#### [Work instruction]
Pull each line holding "pattern" out of the entries below.

#### [Available data]
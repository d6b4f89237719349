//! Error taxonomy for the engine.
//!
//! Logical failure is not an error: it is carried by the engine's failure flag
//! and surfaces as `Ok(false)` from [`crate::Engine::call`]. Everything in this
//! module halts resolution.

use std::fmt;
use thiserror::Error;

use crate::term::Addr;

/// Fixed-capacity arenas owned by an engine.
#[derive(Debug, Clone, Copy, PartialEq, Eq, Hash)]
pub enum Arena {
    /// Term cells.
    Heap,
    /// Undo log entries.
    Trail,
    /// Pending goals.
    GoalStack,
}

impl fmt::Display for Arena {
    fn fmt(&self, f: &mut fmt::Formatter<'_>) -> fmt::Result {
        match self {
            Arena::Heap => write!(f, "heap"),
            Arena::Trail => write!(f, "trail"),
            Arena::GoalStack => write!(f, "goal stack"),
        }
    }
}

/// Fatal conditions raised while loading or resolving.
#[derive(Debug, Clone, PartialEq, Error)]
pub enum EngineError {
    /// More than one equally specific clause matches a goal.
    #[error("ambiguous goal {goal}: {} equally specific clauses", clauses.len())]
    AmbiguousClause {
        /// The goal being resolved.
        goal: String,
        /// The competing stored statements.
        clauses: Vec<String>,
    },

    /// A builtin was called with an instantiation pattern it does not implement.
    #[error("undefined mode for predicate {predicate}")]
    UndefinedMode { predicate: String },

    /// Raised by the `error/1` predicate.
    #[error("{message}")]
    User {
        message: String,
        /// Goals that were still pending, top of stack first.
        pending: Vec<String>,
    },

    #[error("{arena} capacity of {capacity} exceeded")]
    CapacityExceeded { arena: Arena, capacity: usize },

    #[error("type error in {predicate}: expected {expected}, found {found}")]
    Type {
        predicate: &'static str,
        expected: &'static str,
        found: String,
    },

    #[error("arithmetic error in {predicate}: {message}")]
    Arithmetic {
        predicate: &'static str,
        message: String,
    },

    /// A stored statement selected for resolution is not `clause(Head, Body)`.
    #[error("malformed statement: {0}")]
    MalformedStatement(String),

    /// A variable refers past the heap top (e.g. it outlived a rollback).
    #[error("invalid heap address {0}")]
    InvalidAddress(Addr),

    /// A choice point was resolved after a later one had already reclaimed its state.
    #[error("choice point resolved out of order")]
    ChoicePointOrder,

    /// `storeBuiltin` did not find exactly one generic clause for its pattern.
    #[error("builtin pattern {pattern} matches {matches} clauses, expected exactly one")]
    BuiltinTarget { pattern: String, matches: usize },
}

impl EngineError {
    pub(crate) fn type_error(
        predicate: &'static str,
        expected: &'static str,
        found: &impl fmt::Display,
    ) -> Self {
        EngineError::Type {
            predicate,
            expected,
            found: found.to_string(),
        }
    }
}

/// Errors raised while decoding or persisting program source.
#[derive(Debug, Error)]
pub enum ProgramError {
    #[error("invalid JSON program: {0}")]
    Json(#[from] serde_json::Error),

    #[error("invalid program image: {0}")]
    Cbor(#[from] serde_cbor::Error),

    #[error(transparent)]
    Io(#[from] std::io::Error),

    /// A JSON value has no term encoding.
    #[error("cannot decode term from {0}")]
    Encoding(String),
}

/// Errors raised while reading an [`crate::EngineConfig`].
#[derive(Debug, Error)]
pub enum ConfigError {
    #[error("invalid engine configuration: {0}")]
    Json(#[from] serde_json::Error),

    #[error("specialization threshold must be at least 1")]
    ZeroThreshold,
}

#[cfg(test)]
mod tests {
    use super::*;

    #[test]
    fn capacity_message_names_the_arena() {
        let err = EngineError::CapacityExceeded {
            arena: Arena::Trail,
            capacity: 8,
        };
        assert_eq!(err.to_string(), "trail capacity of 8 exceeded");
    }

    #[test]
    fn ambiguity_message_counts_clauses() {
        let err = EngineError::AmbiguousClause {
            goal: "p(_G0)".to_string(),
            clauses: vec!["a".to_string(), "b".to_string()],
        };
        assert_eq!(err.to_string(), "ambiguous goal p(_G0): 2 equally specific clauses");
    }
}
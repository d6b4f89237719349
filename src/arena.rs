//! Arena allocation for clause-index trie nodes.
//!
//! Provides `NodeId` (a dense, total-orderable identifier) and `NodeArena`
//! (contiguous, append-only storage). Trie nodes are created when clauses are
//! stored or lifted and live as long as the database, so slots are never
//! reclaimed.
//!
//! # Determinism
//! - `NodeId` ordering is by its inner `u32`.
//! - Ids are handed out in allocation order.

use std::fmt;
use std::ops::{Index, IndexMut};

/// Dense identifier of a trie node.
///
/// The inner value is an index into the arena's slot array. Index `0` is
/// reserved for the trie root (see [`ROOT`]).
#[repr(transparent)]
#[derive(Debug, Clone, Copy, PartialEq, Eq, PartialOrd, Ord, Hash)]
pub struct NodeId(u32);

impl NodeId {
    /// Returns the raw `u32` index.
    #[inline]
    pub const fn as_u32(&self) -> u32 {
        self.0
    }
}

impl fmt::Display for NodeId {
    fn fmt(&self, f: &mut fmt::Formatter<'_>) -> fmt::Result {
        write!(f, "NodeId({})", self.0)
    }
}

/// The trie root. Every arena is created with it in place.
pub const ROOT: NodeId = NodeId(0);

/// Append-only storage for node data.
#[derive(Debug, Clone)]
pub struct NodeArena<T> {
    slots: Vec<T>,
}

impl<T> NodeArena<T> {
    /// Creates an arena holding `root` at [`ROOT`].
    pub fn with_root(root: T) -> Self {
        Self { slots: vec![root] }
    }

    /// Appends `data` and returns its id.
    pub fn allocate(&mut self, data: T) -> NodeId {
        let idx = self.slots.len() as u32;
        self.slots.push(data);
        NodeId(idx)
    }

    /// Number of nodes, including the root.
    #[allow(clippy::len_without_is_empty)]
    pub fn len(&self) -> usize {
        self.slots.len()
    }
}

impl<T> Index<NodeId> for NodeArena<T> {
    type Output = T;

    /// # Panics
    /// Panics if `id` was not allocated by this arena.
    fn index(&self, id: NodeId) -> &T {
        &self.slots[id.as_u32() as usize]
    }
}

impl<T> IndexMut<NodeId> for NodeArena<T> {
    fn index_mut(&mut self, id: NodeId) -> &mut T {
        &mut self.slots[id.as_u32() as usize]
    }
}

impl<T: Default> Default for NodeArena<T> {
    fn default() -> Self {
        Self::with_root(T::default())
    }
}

---

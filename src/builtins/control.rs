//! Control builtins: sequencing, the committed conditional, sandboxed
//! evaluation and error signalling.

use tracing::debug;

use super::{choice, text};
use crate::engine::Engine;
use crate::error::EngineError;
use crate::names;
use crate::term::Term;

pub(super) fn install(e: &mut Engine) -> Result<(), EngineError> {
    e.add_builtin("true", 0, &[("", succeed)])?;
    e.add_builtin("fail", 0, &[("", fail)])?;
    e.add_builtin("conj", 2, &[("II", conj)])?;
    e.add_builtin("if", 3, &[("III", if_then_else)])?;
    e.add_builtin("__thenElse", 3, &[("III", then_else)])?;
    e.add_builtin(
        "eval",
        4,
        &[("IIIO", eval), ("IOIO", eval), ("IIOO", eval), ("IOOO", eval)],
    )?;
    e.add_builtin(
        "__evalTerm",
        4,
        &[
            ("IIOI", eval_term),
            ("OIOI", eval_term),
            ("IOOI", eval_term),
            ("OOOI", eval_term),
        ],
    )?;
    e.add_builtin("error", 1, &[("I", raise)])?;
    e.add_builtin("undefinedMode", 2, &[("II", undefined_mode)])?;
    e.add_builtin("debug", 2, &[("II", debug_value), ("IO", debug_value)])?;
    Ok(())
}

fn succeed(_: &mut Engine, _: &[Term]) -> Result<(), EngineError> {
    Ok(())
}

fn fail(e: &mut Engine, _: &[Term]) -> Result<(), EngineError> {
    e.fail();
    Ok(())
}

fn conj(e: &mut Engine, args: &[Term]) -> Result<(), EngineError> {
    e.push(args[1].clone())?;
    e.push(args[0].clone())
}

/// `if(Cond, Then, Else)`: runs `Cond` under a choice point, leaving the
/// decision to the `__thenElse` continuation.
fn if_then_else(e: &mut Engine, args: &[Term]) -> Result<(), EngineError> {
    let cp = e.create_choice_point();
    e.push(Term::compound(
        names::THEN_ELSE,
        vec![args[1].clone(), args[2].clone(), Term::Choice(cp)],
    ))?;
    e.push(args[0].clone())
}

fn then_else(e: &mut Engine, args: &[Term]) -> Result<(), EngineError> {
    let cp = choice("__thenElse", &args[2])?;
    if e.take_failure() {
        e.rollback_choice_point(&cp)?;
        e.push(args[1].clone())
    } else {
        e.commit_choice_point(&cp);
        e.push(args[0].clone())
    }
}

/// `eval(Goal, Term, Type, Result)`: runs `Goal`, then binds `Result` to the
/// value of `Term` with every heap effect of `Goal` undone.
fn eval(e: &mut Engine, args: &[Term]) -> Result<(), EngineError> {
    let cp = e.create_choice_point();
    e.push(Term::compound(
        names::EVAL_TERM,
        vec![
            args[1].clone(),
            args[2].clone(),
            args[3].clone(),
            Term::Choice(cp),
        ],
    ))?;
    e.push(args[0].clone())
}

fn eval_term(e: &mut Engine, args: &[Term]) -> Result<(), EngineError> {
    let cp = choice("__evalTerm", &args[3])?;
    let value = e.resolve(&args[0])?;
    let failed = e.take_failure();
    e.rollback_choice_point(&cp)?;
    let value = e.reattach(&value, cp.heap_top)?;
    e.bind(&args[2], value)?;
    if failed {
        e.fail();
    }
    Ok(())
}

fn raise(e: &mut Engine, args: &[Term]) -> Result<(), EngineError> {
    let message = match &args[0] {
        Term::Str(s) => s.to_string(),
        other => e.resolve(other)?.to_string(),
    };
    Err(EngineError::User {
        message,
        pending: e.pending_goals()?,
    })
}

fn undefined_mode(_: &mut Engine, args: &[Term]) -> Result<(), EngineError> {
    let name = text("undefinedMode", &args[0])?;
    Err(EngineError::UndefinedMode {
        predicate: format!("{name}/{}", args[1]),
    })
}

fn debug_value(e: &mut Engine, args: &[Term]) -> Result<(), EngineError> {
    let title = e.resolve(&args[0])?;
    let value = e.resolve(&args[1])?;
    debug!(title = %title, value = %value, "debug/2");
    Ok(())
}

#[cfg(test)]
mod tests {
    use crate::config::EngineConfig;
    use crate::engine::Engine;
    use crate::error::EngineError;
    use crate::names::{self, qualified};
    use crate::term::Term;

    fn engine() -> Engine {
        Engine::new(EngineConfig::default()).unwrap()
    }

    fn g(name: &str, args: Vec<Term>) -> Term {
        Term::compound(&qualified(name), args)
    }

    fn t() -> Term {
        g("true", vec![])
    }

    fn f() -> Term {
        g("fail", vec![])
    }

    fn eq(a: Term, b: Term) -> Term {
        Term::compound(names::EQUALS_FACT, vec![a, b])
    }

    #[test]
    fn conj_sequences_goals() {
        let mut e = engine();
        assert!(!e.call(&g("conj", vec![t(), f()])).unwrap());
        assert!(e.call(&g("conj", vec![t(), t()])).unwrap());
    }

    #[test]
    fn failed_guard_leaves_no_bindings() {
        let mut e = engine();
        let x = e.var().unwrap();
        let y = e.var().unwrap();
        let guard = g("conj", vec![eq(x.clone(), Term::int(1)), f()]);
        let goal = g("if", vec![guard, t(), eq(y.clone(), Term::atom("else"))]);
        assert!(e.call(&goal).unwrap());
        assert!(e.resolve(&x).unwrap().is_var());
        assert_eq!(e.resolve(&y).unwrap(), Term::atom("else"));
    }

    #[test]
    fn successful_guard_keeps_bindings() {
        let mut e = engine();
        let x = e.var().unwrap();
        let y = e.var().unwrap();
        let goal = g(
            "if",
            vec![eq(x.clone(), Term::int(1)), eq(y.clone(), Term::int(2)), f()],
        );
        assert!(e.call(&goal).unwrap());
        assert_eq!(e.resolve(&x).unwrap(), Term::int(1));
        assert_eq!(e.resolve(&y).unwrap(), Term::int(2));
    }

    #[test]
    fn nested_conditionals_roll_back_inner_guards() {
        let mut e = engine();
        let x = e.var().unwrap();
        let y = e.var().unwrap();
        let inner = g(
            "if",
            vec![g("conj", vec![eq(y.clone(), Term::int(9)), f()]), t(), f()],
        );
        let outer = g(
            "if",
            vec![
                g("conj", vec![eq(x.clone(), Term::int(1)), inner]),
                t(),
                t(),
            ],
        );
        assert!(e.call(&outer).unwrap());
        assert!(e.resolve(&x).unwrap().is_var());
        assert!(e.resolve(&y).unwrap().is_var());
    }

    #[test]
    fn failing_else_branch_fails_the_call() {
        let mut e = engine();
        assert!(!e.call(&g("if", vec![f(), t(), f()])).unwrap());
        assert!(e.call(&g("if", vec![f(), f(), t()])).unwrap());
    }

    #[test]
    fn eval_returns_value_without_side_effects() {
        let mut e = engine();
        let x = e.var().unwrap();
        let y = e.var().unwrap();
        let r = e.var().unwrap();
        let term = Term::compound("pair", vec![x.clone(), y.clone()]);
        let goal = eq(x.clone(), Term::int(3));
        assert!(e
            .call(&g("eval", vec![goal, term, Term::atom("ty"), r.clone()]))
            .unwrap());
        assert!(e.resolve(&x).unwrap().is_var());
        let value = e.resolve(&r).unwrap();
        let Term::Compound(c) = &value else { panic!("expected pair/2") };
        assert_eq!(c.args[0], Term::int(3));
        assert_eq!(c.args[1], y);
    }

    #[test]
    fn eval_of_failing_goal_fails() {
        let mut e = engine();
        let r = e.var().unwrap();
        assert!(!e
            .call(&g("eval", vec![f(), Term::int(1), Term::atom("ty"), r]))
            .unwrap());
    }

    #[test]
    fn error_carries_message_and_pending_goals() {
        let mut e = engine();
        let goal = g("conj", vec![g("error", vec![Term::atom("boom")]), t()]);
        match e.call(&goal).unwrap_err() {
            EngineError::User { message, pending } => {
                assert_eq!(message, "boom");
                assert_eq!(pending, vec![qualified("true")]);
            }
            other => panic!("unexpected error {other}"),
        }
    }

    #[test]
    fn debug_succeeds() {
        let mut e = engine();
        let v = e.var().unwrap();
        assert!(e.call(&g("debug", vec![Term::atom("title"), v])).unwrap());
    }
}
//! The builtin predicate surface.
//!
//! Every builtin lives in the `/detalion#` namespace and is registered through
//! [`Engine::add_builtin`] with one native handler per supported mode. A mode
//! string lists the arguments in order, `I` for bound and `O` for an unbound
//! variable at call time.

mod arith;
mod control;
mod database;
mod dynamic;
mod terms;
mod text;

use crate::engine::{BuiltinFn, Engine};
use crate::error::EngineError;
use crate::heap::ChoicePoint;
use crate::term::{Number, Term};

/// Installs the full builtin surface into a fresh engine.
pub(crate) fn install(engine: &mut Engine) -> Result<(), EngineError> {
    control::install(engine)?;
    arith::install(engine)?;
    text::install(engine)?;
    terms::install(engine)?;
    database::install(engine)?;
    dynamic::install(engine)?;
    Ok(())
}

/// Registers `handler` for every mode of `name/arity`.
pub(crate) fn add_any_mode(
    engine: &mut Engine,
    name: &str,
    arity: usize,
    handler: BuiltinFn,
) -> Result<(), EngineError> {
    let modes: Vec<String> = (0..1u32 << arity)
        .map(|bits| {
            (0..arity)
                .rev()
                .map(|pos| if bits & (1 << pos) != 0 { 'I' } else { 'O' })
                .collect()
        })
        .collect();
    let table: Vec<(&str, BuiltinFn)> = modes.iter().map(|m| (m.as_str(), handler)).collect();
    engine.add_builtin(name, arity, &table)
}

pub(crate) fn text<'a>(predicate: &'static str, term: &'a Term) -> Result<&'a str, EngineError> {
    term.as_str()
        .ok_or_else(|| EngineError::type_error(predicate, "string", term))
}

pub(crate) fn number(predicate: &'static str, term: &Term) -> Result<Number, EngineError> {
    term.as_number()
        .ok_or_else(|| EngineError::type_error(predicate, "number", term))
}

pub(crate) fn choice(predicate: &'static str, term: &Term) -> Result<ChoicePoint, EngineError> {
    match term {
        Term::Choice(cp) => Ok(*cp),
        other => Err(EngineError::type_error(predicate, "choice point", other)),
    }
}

#### [Written solution]
    /// A builtin was called with an instantiation pattern it does not implement.
    /// `storeBuiltin` did not find exactly one generic clause for its pattern.
    #[error("builtin pattern {pattern} matches {matches} clauses, expected exactly one")]
    BuiltinTarget { pattern: String, matches: usize },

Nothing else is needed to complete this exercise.